This is Alia’s movie. She is Kaira, an up and coming cinematographer who lives alone in Mumbai, and pretty much does as she pleases. Kaira takes herself and her work very seriously, but she is fun in a bratty way. She has a closeknit group of friends – the smart one, the ditsy one, the chubby guy and the gay one. And that’s one of the issues. Her friends mean so much to her and yet we barely get to know them. Her relationship with her maid Alka is better developed. Kaira has issues with emotional intimacy and trust, and is destructive in her romantic relationships. That holding back may be why her friends are so shadowy, and there is a question about how much attention she really pays them. Her life is thrown into chaos when building management decide they will only let married couples and families live in the complex, and she is evicted for being single. She breaks up with nice but boring Sid (Angad Bedi), is jilted by not so nice but not boring Raghuvendra (Kunal Kapoor), and lands up at her family home in Goa where she meets Rumi (Ali Zafar). She’s in a bad place emotionally and career-wise; stressed, cranky, and not sleeping, she is a ball of nervous energy. Alia delivers the rapid play of emotions with honesty and commitment to Kaira in all her messiness.

In a clunky filmi coincidence, Kaira happens to be shooting a promo video at a hotel hosting a mental health awareness event. Dr Jehangir “Jug” Khan (Shah Rukh Khan) is the only speaker that makes sense to Kaira. He says that people are always prepared to talk about a physical ailment, but not their mental health, and surely the brain is just another part of the body.  She decides to go see him because she can’t sleep and no medicine has been able to help her. Jug does sometimes sound like an inspirational quote calendar (and I suspect Gauri Shinde watches too much Doctor Phil), but he gets through to Kaira largely by allowing her to discover her own answers. When Jug hears the opening he needs to set the next stage up he does it through conversation and prompting Kaira to articulate her feelings, not by telling her what to think. Shah Rukh gives the appearance of being present and spontaneous, and he and Alia have great chemistry. The inevitable transference scene was handled gracefully and was true to both Kaira and Jug’s characters. And who wouldn’t succumb to transference with Shah Rukh as their therapist?

I loved that the big name star didn’t show up until late in the first half and that he simply disappeared when his work was done, leaving to Kaira to continue on her way. It’s a gutsy move by Gauri Shinde and also by Shah Rukh to trust the story. Frankly I could watch Shah Rukh play kabaddi with the ocean for 2 ½ hours and would listen to him read the phone book (there’s an app idea for the insomniacs!) but I really do think he delivers a good and generous performance here.

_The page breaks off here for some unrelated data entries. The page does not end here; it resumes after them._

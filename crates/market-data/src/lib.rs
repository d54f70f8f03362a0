//! MarketLens Market Data Crate
//!
//! This crate answers logical business-data questions ("how large is the
//! software market in the US", "latest value of FRED series GDP") by
//! consulting a set of public data providers in order.
//!
//! # Overview
//!
//! The market data crate supports:
//! - Multiple providers: FRED, BLS, Census CBP, World Bank, Alpha Vantage
//! - Outcome-aware caching, including negative results
//! - Memory, on-disk snapshot and Redis-backed cache backends
//! - Local rate limiting and circuit breaking
//! - Per-resolution diagnostics
//!
//! # Architecture
//!
//! ```text
//! +------------------+
//! |   LogicalQuery   |  (what is asked)
//! +------------------+
//!          |
//!          v
//! +----------------------+     +------------------+
//! | ProviderOrchestrator | <-> |  OutcomeCache    |  (TTL by outcome)
//! +----------------------+     +------------------+
//!          |
//!          v
//! +------------------+
//! | ProviderAdapter  |  (FRED, BLS, Census, ...)
//! +------------------+
//!          |
//!          v
//! +------------------+
//! | MarketSizeResult |  (value, source, details, confidence)
//! +------------------+
//! ```
//!
//! # Core Types
//!
//! - [`LogicalQuery`] - Provider-independent question
//! - [`Outcome`] - Classification of one adapter call
//! - [`NormalizedResult`] - One adapter's answer
//! - [`MarketSizeResult`] - The orchestrator's answer
//! - [`ProviderOrchestrator`] - Ordered resolution across adapters

pub mod cache;
pub mod errors;
pub mod models;
pub mod provider;
pub mod registry;

// Re-export all public types from models
pub use models::{
    LogicalQuery, MarketSizeResult, NormalizedResult, Outcome, ProviderId, QueryKind, MOCK_SOURCE,
};

// Re-export cache types
pub use cache::{build_cache, CacheConfig, CacheEntry, CachePolicy, OutcomeCache};

// Re-export error types
pub use errors::{CacheError, MarketDataError};

// Re-export provider types
pub use provider::{
    default_adapters, AdapterConfig, AlphaVantageAdapter, BlsAdapter, CensusAdapter, FredAdapter,
    ProviderAdapter, ProviderCapabilities, ProviderCredentials, RateLimit, StaticFallback,
    WorldBankAdapter,
};

// Re-export registry types
pub use registry::{
    AggregateFailure, CircuitBreaker, CircuitState, ProviderAttempt, ProviderOrchestrator,
    RateLimiter, ResolveDiagnostics, ResolveOptions, SkipReason,
};
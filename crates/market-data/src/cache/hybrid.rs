//! Memory cache backed by an external store.

use std::future::Future;
use std::sync::{Arc, Mutex};
use std::time::Duration;

use async_trait::async_trait;
use chrono::{DateTime, Utc};
use log::{debug, warn};
use serde::de::DeserializeOwned;
use serde::Serialize;

use super::{
    CacheEntry, CachePolicy, CacheStats, Clock, ExternalStore, KeyPattern, MemoryCache,
    OutcomeCache,
};
use crate::errors::CacheError;
use crate::models::Outcome;

pub const DEFAULT_FALLBACK_TIMEOUT: Duration = Duration::from_millis(250);
pub const DEFAULT_COOL_DOWN: Duration = Duration::from_secs(30);

/// Outcome cache that shares entries through an [`ExternalStore`].
///
/// Reads hit memory first and fall through to the store on a miss; live
/// remote entries are promoted into memory. Writes go to memory and then to
/// the store. Every store call is bounded by `fallback_timeout`. When a call
/// fails or times out the cache runs memory-only until `cool_down` has
/// passed, then tries the store again.
pub struct HybridCache<T> {
    memory: MemoryCache<T>,
    store: Arc<dyn ExternalStore>,
    fallback_timeout: Duration,
    cool_down: Duration,
    degraded_until: Mutex<Option<DateTime<Utc>>>,
}

impl<T> HybridCache<T>
where
    T: Clone + Send + Sync + Serialize + DeserializeOwned + 'static,
{
    pub fn new(
        policy: CachePolicy,
        store: Arc<dyn ExternalStore>,
        fallback_timeout: Duration,
        clock: Arc<dyn Clock>,
    ) -> Self {
        Self {
            memory: MemoryCache::with_clock(policy, clock),
            store,
            fallback_timeout,
            cool_down: DEFAULT_COOL_DOWN,
            degraded_until: Mutex::new(None),
        }
    }

    pub fn with_cool_down(mut self, cool_down: Duration) -> Self {
        self.cool_down = cool_down;
        self
    }

    /// Whether the store is currently bypassed.
    pub fn is_degraded(&self) -> bool {
        let until = *self
            .degraded_until
            .lock()
            .unwrap_or_else(|poisoned| poisoned.into_inner());
        matches!(until, Some(t) if self.memory.clock().now() < t)
    }

    fn mark_degraded(&self, op: &str, error: &CacheError) {
        let until = self.memory.clock().now()
            + chrono::Duration::milliseconds(self.cool_down.as_millis() as i64);
        warn!(
            "External cache '{}' {} failed, memory-only until {}: {}",
            self.store.name(),
            op,
            until,
            error
        );
        *self
            .degraded_until
            .lock()
            .unwrap_or_else(|poisoned| poisoned.into_inner()) = Some(until);
    }

    fn mark_healthy(&self) {
        let mut guard = self
            .degraded_until
            .lock()
            .unwrap_or_else(|poisoned| poisoned.into_inner());
        if guard.take().is_some() {
            debug!("External cache '{}' reachable again", self.store.name());
        }
    }

    /// Runs one store call under the fallback timeout. `None` means the
    /// store was skipped or failed; the cache is then degraded.
    async fn guarded<R, F>(&self, op: &str, call: F) -> Option<R>
    where
        F: Future<Output = Result<R, CacheError>> + Send,
    {
        if self.is_degraded() {
            return None;
        }
        let result = match tokio::time::timeout(self.fallback_timeout, call).await {
            Ok(result) => result,
            Err(_) => Err(CacheError::Timeout(self.fallback_timeout)),
        };
        match result {
            Ok(value) => {
                self.mark_healthy();
                Some(value)
            }
            Err(e) => {
                self.mark_degraded(op, &e);
                None
            }
        }
    }

    async fn fetch_remote(&self, key: &str) -> Option<CacheEntry<T>> {
        let bytes = self.guarded("get", self.store.get(key)).await??;
        match serde_json::from_slice::<CacheEntry<T>>(&bytes) {
            Ok(entry) if self.memory.insert_entry(entry.clone()) => Some(entry),
            Ok(_) => None,
            Err(e) => {
                warn!("Dropping undecodable external cache entry '{}': {}", key, e);
                None
            }
        }
    }

    async fn push_remote(&self, entry: &CacheEntry<T>) {
        let bytes = match serde_json::to_vec(entry) {
            Ok(bytes) => bytes,
            Err(e) => {
                warn!("Cache entry '{}' not shared: {}", entry.key, e);
                return;
            }
        };
        let ttl = Duration::from_millis(entry.ttl_ms);
        self.guarded("set", self.store.set(&entry.key, bytes, ttl))
            .await;
    }
}

#[async_trait]
impl<T> OutcomeCache<T> for HybridCache<T>
where
    T: Clone + Send + Sync + Serialize + DeserializeOwned + 'static,
{
    async fn get_entry(&self, key: &str) -> Option<CacheEntry<T>> {
        if let Some(entry) = self.memory.lookup(key) {
            return Some(entry);
        }
        self.fetch_remote(key).await
    }

    async fn set(&self, key: &str, value: Option<T>, outcome: Outcome) -> Option<CacheEntry<T>> {
        let entry = self.memory.store(key, value, outcome)?;
        self.push_remote(&entry).await;
        Some(entry)
    }

    async fn invalidate(&self, pattern: &str) -> usize {
        let pattern = KeyPattern::parse(pattern);
        let removed = self.memory.remove_matching(&pattern);
        if let Some(remote) = self
            .guarded("invalidate", self.store.delete_matching(&pattern.as_glob()))
            .await
        {
            debug!(
                "Invalidated {} external keys for '{}'",
                remote,
                pattern.as_glob()
            );
        }
        removed
    }

    async fn purge_expired(&self) -> usize {
        // The store expires its own keys.
        self.memory.remove_expired()
    }

    fn stats(&self) -> CacheStats {
        self.memory.live_stats()
    }

    fn policy(&self) -> &CachePolicy {
        self.memory.policy()
    }
}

It’s unusual to see a mainstream Indian film that doesn’t portray mothers as saints. When Kaira finally blows her top at the family and declares she is in therapy because of them, it’s the catalyst for some self-reflection for everyone. Except her little brother Kiddo (Rohit Saraf), a golden boy who has his own style of managing the parentals. It’s big, when you start to see your parents as human beings. She also struggles with her inner voice judging her for past dalliances. She calls herself a slut (some of the movie audience agreed, sadly) but Jug says as long as you understand yourself and know why you do what you do, then baseless judgement by others is irrelevant. How refreshing to have the nominal hero really not give a rats about who a young lady may have slept with, instead caring that she was able to articulate what she was looking for in a potential partner. And I like that Kaira does this without becoming sweet or saintly – she is still herself, just a bit more resilient and positive. So ladies, try those chairs out and make sure you get one that’s right for you!

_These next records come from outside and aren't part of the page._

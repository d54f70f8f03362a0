//! Error types and outcome classification for the market data crate.
//!
//! This module provides:
//! - [`MarketDataError`]: The main error enum for adapter and orchestrator operations
//! - [`CacheError`]: Failures of the persistence and external cache backends

mod cache;

pub use cache::CacheError;

use thiserror::Error;

use crate::models::{Outcome, QueryKind};
use crate::registry::AggregateFailure;

/// Errors that can occur during provider and orchestration operations.
///
/// Every adapter error maps onto an [`Outcome`] via [`outcome`](Self::outcome),
/// which decides how the result is cached and whether the orchestrator
/// moves on to the next adapter.
#[derive(Error, Debug)]
pub enum MarketDataError {
    /// The provider answered with a valid response that carries no value
    /// (missing field, null, or a sentinel such as "None" or ".").
    #[error("No data: {provider} - {message}")]
    NoData {
        /// The provider that had no data
        provider: String,
        /// What was missing
        message: String,
    },

    /// The provider rate limited the request (HTTP 429 or a rate-limit body).
    #[error("Rate limited: {provider}")]
    RateLimited {
        /// The provider that rate limited the request
        provider: String,
    },

    /// The request to the provider timed out.
    #[error("Timeout: {provider}")]
    Timeout {
        /// The provider that timed out
        provider: String,
    },

    /// A provider-specific error occurred (non-2xx status, error envelope).
    #[error("Provider error: {provider} - {message}")]
    ProviderError {
        /// The provider that returned the error
        provider: String,
        /// The error message from the provider
        message: String,
    },

    /// The provider returned a payload that could not be decoded.
    #[error("Failed to parse {provider} response: {message}")]
    Parse {
        /// The provider whose payload was malformed
        provider: String,
        /// Decoder message
        message: String,
    },

    /// The adapter needs a credential that is not configured.
    #[error("Credential missing: {provider}")]
    CredentialMissing {
        /// The provider without a credential
        provider: String,
    },

    /// The adapter was asked for a query it does not serve.
    #[error("Unsupported query for {provider}: {kind}")]
    UnsupportedQuery {
        /// The provider that rejected the query
        provider: String,
        /// The rejected query kind
        kind: QueryKind,
    },

    /// No adapter is registered for this kind of query.
    #[error("No providers available for {0}")]
    NoProvidersAvailable(QueryKind),

    /// Every eligible adapter was tried, skipped or failed.
    #[error("{0}")]
    AllProvidersFailed(AggregateFailure),

    /// A network error occurred while communicating with a provider.
    #[error("Network error: {0}")]
    Network(#[from] reqwest::Error),
}

impl MarketDataError {
    /// Returns the outcome class of this error.
    ///
    /// # Examples
    ///
    /// ```
    /// use marketlens_market_data::errors::MarketDataError;
    /// use marketlens_market_data::Outcome;
    ///
    /// let error = MarketDataError::RateLimited { provider: "FRED".to_string() };
    /// assert_eq!(error.outcome(), Outcome::RateLimited);
    ///
    /// let error = MarketDataError::NoData {
    ///     provider: "FRED".to_string(),
    ///     message: "value '.'".to_string(),
    /// };
    /// assert_eq!(error.outcome(), Outcome::ConfirmedNoData);
    /// ```
    pub fn outcome(&self) -> Outcome {
        match self {
            Self::NoData { .. } => Outcome::ConfirmedNoData,
            Self::RateLimited { .. } => Outcome::RateLimited,
            Self::Timeout { .. }
            | Self::ProviderError { .. }
            | Self::Parse { .. }
            | Self::CredentialMissing { .. }
            | Self::UnsupportedQuery { .. }
            | Self::NoProvidersAvailable(_)
            | Self::AllProvidersFailed(_)
            | Self::Network(_) => Outcome::TransientError,
        }
    }

    pub(crate) fn no_data(provider: &str, message: impl Into<String>) -> Self {
        Self::NoData {
            provider: provider.to_string(),
            message: message.into(),
        }
    }

    pub(crate) fn rate_limited(provider: &str) -> Self {
        Self::RateLimited {
            provider: provider.to_string(),
        }
    }

    pub(crate) fn provider(provider: &str, message: impl Into<String>) -> Self {
        Self::ProviderError {
            provider: provider.to_string(),
            message: message.into(),
        }
    }

    pub(crate) fn parse(provider: &str, message: impl ToString) -> Self {
        Self::Parse {
            provider: provider.to_string(),
            message: message.to_string(),
        }
    }
}

#[cfg(test)]
mod tests {
    use super::*;

    #[test]
    fn test_no_data_is_confirmed_no_data() {
        let error = MarketDataError::no_data("FRED", "missing observation");
        assert_eq!(error.outcome(), Outcome::ConfirmedNoData);
    }

    #[test]
    fn test_rate_limited_is_rate_limited() {
        let error = MarketDataError::rate_limited("ALPHA_VANTAGE");
        assert_eq!(error.outcome(), Outcome::RateLimited);
    }

    #[test]
    fn test_transport_and_payload_failures_are_transient() {
        let errors = [
            MarketDataError::Timeout {
                provider: "BLS".to_string(),
            },
            MarketDataError::provider("CENSUS", "HTTP 500 Internal Server Error"),
            MarketDataError::parse("WORLD_BANK", "expected value at line 1"),
            MarketDataError::CredentialMissing {
                provider: "FRED".to_string(),
            },
        ];
        for error in errors {
            assert_eq!(error.outcome(), Outcome::TransientError, "{}", error);
        }
    }

    #[test]
    fn test_error_display() {
        let error = MarketDataError::rate_limited("FRED");
        assert_eq!(format!("{}", error), "Rate limited: FRED");

        let error = MarketDataError::provider("CENSUS", "HTTP 503");
        assert_eq!(format!("{}", error), "Provider error: CENSUS - HTTP 503");

        let error = MarketDataError::UnsupportedQuery {
            provider: "BLS".to_string(),
            kind: QueryKind::CompanyFinancials,
        };
        assert_eq!(
            format!("{}", error),
            "Unsupported query for BLS: company_financials"
        );
    }
}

I feel I should be able to say more about the support cast but they had little to do and even less material to work with. The romantic interests played by Angad Bedi, Kunal Kapoor and Ali Zafar are all OK-ish guys who Kaira liked for a time, but there is nothing to any of their characters. Her relationship with Rumi (Ali Zafar) is a little more interesting because she starts to ask for what she wants. Rohit Saraf looked and sounded perfect as Kaira’s little brother but he only got a couple of lines so I half wondered why the character was there. Ira Dubey and Yashaswini Dayama play the sensible friend and the ditsy friend, and Raj Bhansali is the gay friend who inadvertently plants the idea of seeing a therapist. They’re all good, but Gauri Shinde doesn’t develop their characters or give them scope to do it themselves.

I liked the visual design for Kaira and Jug’s worlds. Hers is full of colour and movement and herself while his is more restful and neutral, although both live in a state of work in progress. I felt that they actually inhabited these rooms and the spaces were shaped by the character, not just by the set dressers.

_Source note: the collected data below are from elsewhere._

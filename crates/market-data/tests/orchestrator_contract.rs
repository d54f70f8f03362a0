//! Resolution contract of `ProviderOrchestrator` across real cache backends.

use std::sync::atomic::{AtomicUsize, Ordering};
use std::sync::Arc;

use async_trait::async_trait;
use httpmock::MockServer;
use serde_json::json;

use marketlens_market_data::cache::{CachePolicy, MemoryCache, PersistentCache, SystemClock};
use marketlens_market_data::registry::AttemptStatus;
use marketlens_market_data::{
    AdapterConfig, CensusAdapter, LogicalQuery, MarketDataError, NormalizedResult, Outcome,
    OutcomeCache, ProviderAdapter, ProviderCapabilities, ProviderOrchestrator, QueryKind,
    ResolveOptions, StaticFallback, WorldBankAdapter,
};

#[derive(Clone, Copy)]
enum Script {
    Value(f64),
    NoData,
    RateLimited,
    Error,
}

struct ScriptedAdapter {
    id: &'static str,
    priority: u8,
    script: Script,
    calls: AtomicUsize,
}

impl ScriptedAdapter {
    fn new(id: &'static str, priority: u8, script: Script) -> Arc<Self> {
        Arc::new(Self {
            id,
            priority,
            script,
            calls: AtomicUsize::new(0),
        })
    }

    fn calls(&self) -> usize {
        self.calls.load(Ordering::SeqCst)
    }
}

#[async_trait]
impl ProviderAdapter for ScriptedAdapter {
    fn id(&self) -> &'static str {
        self.id
    }

    fn priority(&self) -> u8 {
        self.priority
    }

    fn capabilities(&self) -> ProviderCapabilities {
        ProviderCapabilities {
            query_kinds: &[QueryKind::MarketSize],
            requires_credential: false,
            confidence: 0.9,
        }
    }

    fn is_available(&self) -> bool {
        true
    }

    async fn fetch(&self, _query: &LogicalQuery) -> Result<NormalizedResult, MarketDataError> {
        self.calls.fetch_add(1, Ordering::SeqCst);
        match self.script {
            Script::Value(v) => Ok(NormalizedResult::new(
                v,
                self.id,
                json!({"scripted": true}),
                0.9,
            )),
            Script::NoData => Err(MarketDataError::NoData {
                provider: self.id.to_string(),
                message: "nothing for this industry".to_string(),
            }),
            Script::RateLimited => Err(MarketDataError::RateLimited {
                provider: self.id.to_string(),
            }),
            Script::Error => Err(MarketDataError::ProviderError {
                provider: self.id.to_string(),
                message: "HTTP 502".to_string(),
            }),
        }
    }
}

fn dyn_adapters(adapters: &[Arc<ScriptedAdapter>]) -> Vec<Arc<dyn ProviderAdapter>> {
    adapters
        .iter()
        .map(|a| a.clone() as Arc<dyn ProviderAdapter>)
        .collect()
}

fn query() -> LogicalQuery {
    LogicalQuery::market_size("software", "us")
}

#[tokio::test]
async fn first_success_wins_and_every_outcome_is_cached_by_class() {
    let adapters = [
        ScriptedAdapter::new("adapter1", 1, Script::RateLimited),
        ScriptedAdapter::new("adapter2", 2, Script::NoData),
        ScriptedAdapter::new("adapter3", 3, Script::Value(42.0)),
    ];
    let cache = Arc::new(MemoryCache::<NormalizedResult>::new(CachePolicy::default()));
    let orchestrator = ProviderOrchestrator::new(dyn_adapters(&adapters), cache.clone());

    let result = orchestrator.resolve(&query()).await.unwrap();
    assert_eq!(result.value, 42.0);
    assert_eq!(result.source, "adapter3");
    assert!(!result.cached);

    let expected = [
        ("adapter1", Outcome::RateLimited, 60_000),
        ("adapter2", Outcome::ConfirmedNoData, 300_000),
        ("adapter3", Outcome::Success, 3_600_000),
    ];
    for (id, outcome, ttl_ms) in expected {
        let entry = cache.get_entry(&query().cache_key(id)).await.unwrap();
        assert_eq!(entry.outcome, outcome, "{}", id);
        assert_eq!(entry.ttl_ms, ttl_ms, "{}", id);
    }
}

#[tokio::test]
async fn repeated_resolve_makes_no_new_calls() {
    let adapters = [
        ScriptedAdapter::new("adapter1", 1, Script::RateLimited),
        ScriptedAdapter::new("adapter2", 2, Script::NoData),
        ScriptedAdapter::new("adapter3", 3, Script::Value(42.0)),
    ];
    let cache = Arc::new(MemoryCache::<NormalizedResult>::new(CachePolicy::default()));
    let orchestrator = ProviderOrchestrator::new(dyn_adapters(&adapters), cache);

    let first = orchestrator.resolve(&query()).await.unwrap();
    let (second, diagnostics) = orchestrator
        .resolve_with_diagnostics(&query(), &ResolveOptions::default())
        .await;
    let second = second.unwrap();

    assert_eq!(first.value, second.value);
    assert_eq!(first.source, second.source);
    assert!(second.cached);
    assert_eq!(diagnostics.calls_made(), 0);
    for adapter in &adapters {
        assert_eq!(adapter.calls(), 1, "{}", adapter.id);
    }
}

#[tokio::test]
async fn all_failing_lists_every_adapter() {
    let adapters = [
        ScriptedAdapter::new("adapter1", 1, Script::RateLimited),
        ScriptedAdapter::new("adapter2", 2, Script::NoData),
        ScriptedAdapter::new("adapter3", 3, Script::Error),
    ];
    let cache = Arc::new(MemoryCache::<NormalizedResult>::new(CachePolicy::default()));
    let orchestrator = ProviderOrchestrator::new(dyn_adapters(&adapters), cache);

    let err = orchestrator.resolve(&query()).await.unwrap_err();
    let MarketDataError::AllProvidersFailed(failure) = &err else {
        panic!("expected AllProvidersFailed, got {:?}", err);
    };

    assert_eq!(failure.attempts.len(), 3);
    assert_eq!(
        failure.outcome_of("adapter1"),
        Some(&AttemptStatus::Completed(Outcome::RateLimited))
    );
    assert_eq!(
        failure.outcome_of("adapter2"),
        Some(&AttemptStatus::Completed(Outcome::ConfirmedNoData))
    );
    assert_eq!(
        failure.outcome_of("adapter3"),
        Some(&AttemptStatus::Completed(Outcome::TransientError))
    );
    let text = err.to_string();
    for id in ["adapter1", "adapter2", "adapter3"] {
        assert!(text.contains(id), "{} missing from '{}'", id, text);
    }
}

#[tokio::test]
async fn fallback_answer_is_labelled_mock() {
    let adapters = [ScriptedAdapter::new("adapter1", 1, Script::Error)];
    let cache = Arc::new(MemoryCache::<NormalizedResult>::new(CachePolicy::default()));
    let orchestrator = ProviderOrchestrator::new(dyn_adapters(&adapters), cache.clone())
        .with_fallback(StaticFallback::new());

    let result = orchestrator.resolve(&query()).await.unwrap();
    assert_eq!(result.source, "mock");
    assert!(result.is_mock());
    assert!(result.details["fallback_reason"]
        .as_str()
        .unwrap()
        .contains("adapter1"));
    // fallback answers are never cached as provider data
    assert_eq!(cache.stats().success, 0);
}

#[tokio::test]
async fn persisted_answers_survive_a_restart() {
    let dir = tempfile::tempdir().unwrap();
    let path = dir.path().join("cache.json");
    let clock = Arc::new(SystemClock);

    let adapters = [ScriptedAdapter::new("adapter1", 1, Script::Value(7.0))];
    let cache = Arc::new(
        PersistentCache::<NormalizedResult>::open(
            path.clone(),
            CachePolicy::default(),
            clock.clone(),
        )
        .await,
    );
    let orchestrator = ProviderOrchestrator::new(dyn_adapters(&adapters), cache);
    orchestrator.resolve(&query()).await.unwrap();

    let restarted = [ScriptedAdapter::new("adapter1", 1, Script::Value(99.0))];
    let cache = Arc::new(
        PersistentCache::<NormalizedResult>::open(path, CachePolicy::default(), clock).await,
    );
    let orchestrator = ProviderOrchestrator::new(dyn_adapters(&restarted), cache);

    let result = orchestrator.resolve(&query()).await.unwrap();
    assert_eq!(result.value, 7.0);
    assert!(result.cached);
    assert_eq!(restarted[0].calls(), 0);
}

#[tokio::test]
async fn real_adapters_fall_through_to_world_bank() {
    let server = MockServer::start_async().await;
    let world_bank = server
        .mock_async(|when, then| {
            when.method("GET").path("/country/US/indicator/NV.IND.MANF.CD");
            then.status(200).body(
                r#"[{"page":1,"pages":1,"per_page":50,"total":1},
                    [{"indicator":{"id":"NV.IND.MANF.CD","value":"Manufacturing, value added (current US$)"},
                      "country":{"id":"US","value":"United States"},"countryiso3code":"USA",
                      "date":"2022","value":2497131000000.0,"unit":"","obs_status":"","decimal":0}]]"#,
            );
        })
        .await;

    // No Census key, so Census is skipped without a request
    let adapters: Vec<Arc<dyn ProviderAdapter>> = vec![
        Arc::new(CensusAdapter::new(AdapterConfig::new(server.base_url()))),
        Arc::new(WorldBankAdapter::new(AdapterConfig::new(server.base_url()))),
    ];
    let cache = Arc::new(MemoryCache::<NormalizedResult>::new(CachePolicy::default()));
    let orchestrator = ProviderOrchestrator::new(adapters, cache);
    let query = LogicalQuery::market_size("manufacturing", "us");

    let (result, diagnostics) = orchestrator
        .resolve_with_diagnostics(&query, &ResolveOptions::default())
        .await;
    assert_eq!(result.unwrap().source, "WORLD_BANK");
    assert_eq!(
        diagnostics.summary(),
        "CENSUS: SKIPPED (Unavailable) -> WORLD_BANK: SUCCESS"
    );

    let again = orchestrator.resolve(&query).await.unwrap();
    assert!(again.cached);
    world_bank.assert_hits_async(1).await;
}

Amit Trivedi does what he always does. And seriously – stop with the banjoes. They do not make the music of love. I did laugh a lot at the cheesefest that is the title song. Alia got sent to take her inner Manic Pixie Dream Girl for a good run in the park, hugging trees, flying kites, marvelling at the ocean. The only things missing were a puppy and a mime.

Dear Zindagi is well worth seeing, but you may find your patience is tested…by the audience*! I loved Alia and Shah Rukh, and they rescue the film from some underdone writing and heavy handed message moments.

 

*A note on the audience. Judging by the fidgeting and volume of conversations it seems the desi boys of Melbourne were not so comfortable when they had to listen to a woman talking about herself, but were all rapt attention when it was Shah Rukh’s turn. A mate in London said some of the dialogues set off the homophobes in the crowd, and there was a little of that here too. A line about a character coming out was greeted with a bit of muttering and shushing while a tired old joke confusing Lebanese/Lesbian had most of the audience in stitches as they kind of missed the point of why that line was being trotted out. And a special shoutout to the lady who sat near me, texting for the whole film and then reading the messages to her husband.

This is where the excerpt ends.